As the Biden Administration’s rule may lower the price tag, there is a renewed sense of momentum on the Hill to finally pass PA reform, and give CMS stronger authority over “real-time” PAC decisions. 


New Payment Model to Support Care Integration 

On January 18th, CMS unveiled a new payment model designed to improve the quality of care and health outcomes for people with moderate to severe behavioral health (BH) conditions, including mental health conditions and/or substance use disorders (SUDs). Unlike previous payment models centered around behavioral health, this model would center behavioral health providers who would then work with primary care providers to ensure Medicare/Medicaid beneficiaries are having their physical health needs addressed. 
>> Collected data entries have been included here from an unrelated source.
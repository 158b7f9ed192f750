//! Typed error enum for the `openapi-scout` library API.
//!
//! Library consumers can match on specific variants. The CLI (`main.rs`)
//! converts these to `anyhow::Error` at the binary boundary for richer
//! context messages.

/// Errors produced by `openapi-scout` library operations.
#[derive(Debug, thiserror::Error)]
#[non_exhaustive]
pub enum Error {
    /// File I/O failure (reading a spec or data file).
    #[error(transparent)]
    Io(#[from] std::io::Error),

    /// JSON parsing or serialization failure.
    #[error(transparent)]
    Json(#[from] serde_json::Error),

    /// YAML parsing failure.
    #[error(transparent)]
    Yaml(#[from] serde_yaml_ng::Error),

    /// Document fetch failure (HTTP error or unreachable host).
    #[cfg(feature = "fetch")]
    #[error("failed to fetch document: {0}")]
    Fetch(#[from] reqwest::Error),

    /// The requested path + method pair has no operation in the document.
    ///
    /// Check the path template spelling (`/users/{id}`, not a concrete URL)
    /// and that the method is one the document declares.
    #[error("endpoint {method} {path} not found in the document")]
    EndpointNotFound {
        /// The requested HTTP method (uppercased).
        method: String,
        /// The requested path template.
        path: String,
    },

    /// The response schema could not be compiled for contract checking.
    #[error("response schema does not compile: {0}")]
    SchemaCompile(String),
}

/// Convenience alias used throughout the library's public API.
pub type Result<T> = std::result::Result<T, Error>;
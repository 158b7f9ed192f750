//! Endpoint catalog, search, tags, security and dependency correlation.
//!
//! Everything here is a pure function of the document tree: the catalog is
//! recomputed fresh on every call, search and correlation consume the
//! catalog pass, nothing is cached.

use serde_json::{Map, Value};

use crate::document::{for_each_operation, response_schema};

/// One catalog entry: an HTTP method bound to a path template.
#[derive(Debug, Clone, PartialEq, Eq, serde::Serialize)]
pub struct Endpoint {
    /// Uppercase HTTP method.
    pub method: String,
    /// The path template as declared.
    pub path: String,
    /// Base-path-prefixed path, present only when it differs from `path`.
    pub full_path: Option<String>,
    /// Operation summary, falling back to description, then `"No summary"`.
    pub summary: String,
}

impl Endpoint {
    /// The path to show a user: the prefixed one when available.
    #[must_use]
    pub fn display_path(&self) -> &str {
        self.full_path.as_deref().unwrap_or(&self.path)
    }
}

/// Normalized base path from `servers[0].url` (v3) or `basePath` (v2).
///
/// Relative server paths are kept as-is; absolute URLs are reduced to their
/// path component; a malformed URL falls back to an empty base path. A
/// trailing slash is stripped.
#[must_use]
pub fn base_path(doc: &Value) -> String {
    let declared = doc
        .get("servers")
        .and_then(|s| s.get(0))
        .and_then(|s| s.get("url"))
        .and_then(Value::as_str)
        .or_else(|| doc.get("basePath").and_then(Value::as_str))
        .unwrap_or("");

    let mut base = if declared.is_empty() || declared.starts_with('/') {
        declared.to_string()
    } else {
        match url::Url::parse(declared) {
            Ok(parsed) => parsed.path().to_string(),
            Err(error) => {
                tracing::warn!(url = declared, %error, "malformed server url, using empty base path");
                String::new()
            }
        }
    };

    if base.ends_with('/') {
        base.pop();
    }
    base
}

/// Extract the full endpoint catalog in document order.
#[must_use]
pub fn endpoints(doc: &Value) -> Vec<Endpoint> {
    let base = base_path(doc);
    let mut out = Vec::new();
    for_each_operation(doc, |path, method, op| {
        let full = format!("{base}{path}");
        out.push(Endpoint {
            method: method.to_ascii_uppercase(),
            path: path.to_string(),
            full_path: (full != path).then_some(full),
            summary: summary_of(op),
        });
    });
    out
}

fn summary_of(op: &Map<String, Value>) -> String {
    op.get("summary")
        .or_else(|| op.get("description"))
        .and_then(Value::as_str)
        .unwrap_or("No summary")
        .to_string()
}

/// Search behavior switches.
#[derive(Debug, Clone, Copy, Default)]
pub struct SearchOptions {
    /// Also match a token through its verb synonyms (`"remove"` matches a
    /// `DELETE` summary saying "delete"). Off by default.
    pub synonyms: bool,
}

/// Verb synonym groups for the opt-in expansion mode.
const SYNONYMS: &[&[&str]] = &[
    &["create", "add", "new", "post"],
    &["delete", "remove", "destroy"],
    &["get", "fetch", "list", "retrieve", "read"],
    &["update", "edit", "modify", "patch", "put"],
];

/// Conjunctive keyword search over method + path + summary.
///
/// The query splits on whitespace into lowercase tokens; an endpoint matches
/// only if every token matches. Results keep catalog order; there is no
/// ranking.
#[must_use]
pub fn search(doc: &Value, query: &str) -> Vec<Endpoint> {
    search_with(doc, query, SearchOptions::default())
}

/// [`search`] with explicit options.
#[must_use]
pub fn search_with(doc: &Value, query: &str, options: SearchOptions) -> Vec<Endpoint> {
    let tokens: Vec<String> = query.split_whitespace().map(str::to_lowercase).collect();

    endpoints(doc)
        .into_iter()
        .filter(|e| {
            // Matches the declared template, not the base-path-prefixed path,
            // so a base segment like `api` cannot match every endpoint.
            let haystack = format!("{} {} {}", e.method, e.path, e.summary).to_lowercase();
            tokens
                .iter()
                .all(|token| token_matches(&haystack, token, options))
        })
        .collect()
}

fn token_matches(haystack: &str, token: &str, options: SearchOptions) -> bool {
    if haystack.contains(token) {
        return true;
    }
    if !options.synonyms {
        return false;
    }
    SYNONYMS
        .iter()
        .filter(|group| group.contains(&token))
        .any(|group| group.iter().any(|alt| haystack.contains(alt)))
}

/// A tag name with its (possibly empty) description.
#[derive(Debug, Clone, PartialEq, Eq, serde::Serialize)]
pub struct Tag {
    /// Tag name.
    pub name: String,
    /// Declared description, empty for derived tags.
    pub description: String,
}

/// Document tags: declared top-level tags when present and non-empty,
/// otherwise the unique tag names referenced by any operation, in first-seen
/// order with empty descriptions.
#[must_use]
pub fn tags(doc: &Value) -> Vec<Tag> {
    if let Some(declared) = doc.get("tags").and_then(Value::as_array) {
        if !declared.is_empty() {
            return declared
                .iter()
                .map(|t| Tag {
                    name: t
                        .get("name")
                        .and_then(Value::as_str)
                        .unwrap_or_default()
                        .to_string(),
                    description: t
                        .get("description")
                        .and_then(Value::as_str)
                        .unwrap_or_default()
                        .to_string(),
                })
                .collect();
        }
    }

    let mut seen = Vec::new();
    for_each_operation(doc, |_, _, op| {
        for tag in op
            .get("tags")
            .and_then(Value::as_array)
            .into_iter()
            .flatten()
            .filter_map(Value::as_str)
        {
            if !seen.iter().any(|s: &String| s == tag) {
                seen.push(tag.to_string());
            }
        }
    });
    seen.into_iter()
        .map(|name| Tag {
            name,
            description: String::new(),
        })
        .collect()
}

/// Catalog entries whose operation carries `tag`.
#[must_use]
pub fn endpoints_by_tag(doc: &Value, tag: &str) -> Vec<Endpoint> {
    let base = base_path(doc);
    let mut out = Vec::new();
    for_each_operation(doc, |path, method, op| {
        let tagged = op
            .get("tags")
            .and_then(Value::as_array)
            .into_iter()
            .flatten()
            .filter_map(Value::as_str)
            .any(|t| t == tag);
        if tagged {
            let full = format!("{base}{path}");
            out.push(Endpoint {
                method: method.to_ascii_uppercase(),
                path: path.to_string(),
                full_path: (full != path).then_some(full),
                summary: summary_of(op),
            });
        }
    });
    out
}

/// Security schemes plus the requirements in effect for one endpoint (its
/// own `security` override, or the document-wide list).
#[derive(Debug, Clone, PartialEq, Eq, serde::Serialize)]
pub struct SecurityDetails {
    /// `components.securitySchemes` (or `securityDefinitions` in v2).
    pub schemes: Value,
    /// The requirement list in effect.
    pub required: Value,
}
Under the new model, there are two components: 

  • Community-based behavioral health organizations and providers (Community Mental Health Centers, public or private practices, opioid treatment programs, and safety net providers where individuals can receive outpatient mental health and SUD service) will provide care integration and care management services. This includes: 

  • Screening and assessment 

  • Person-centered planning and treatment 

  • Condition monitoring 

  • Interprofessional team-based care 

  • Ongoing care management 

  • Addressing health-related social needs (HRSNs) 

  • CMS will provide infrastructure investments to support electronic health records integration, telehealth tools, and practice transformation activities 

CMS intends to issue a notice of funding opportunity to states in the spring of 2024. CMS will select 8 states to participate for a period of 8 years. Information about payments, risk, etc. are not yet available.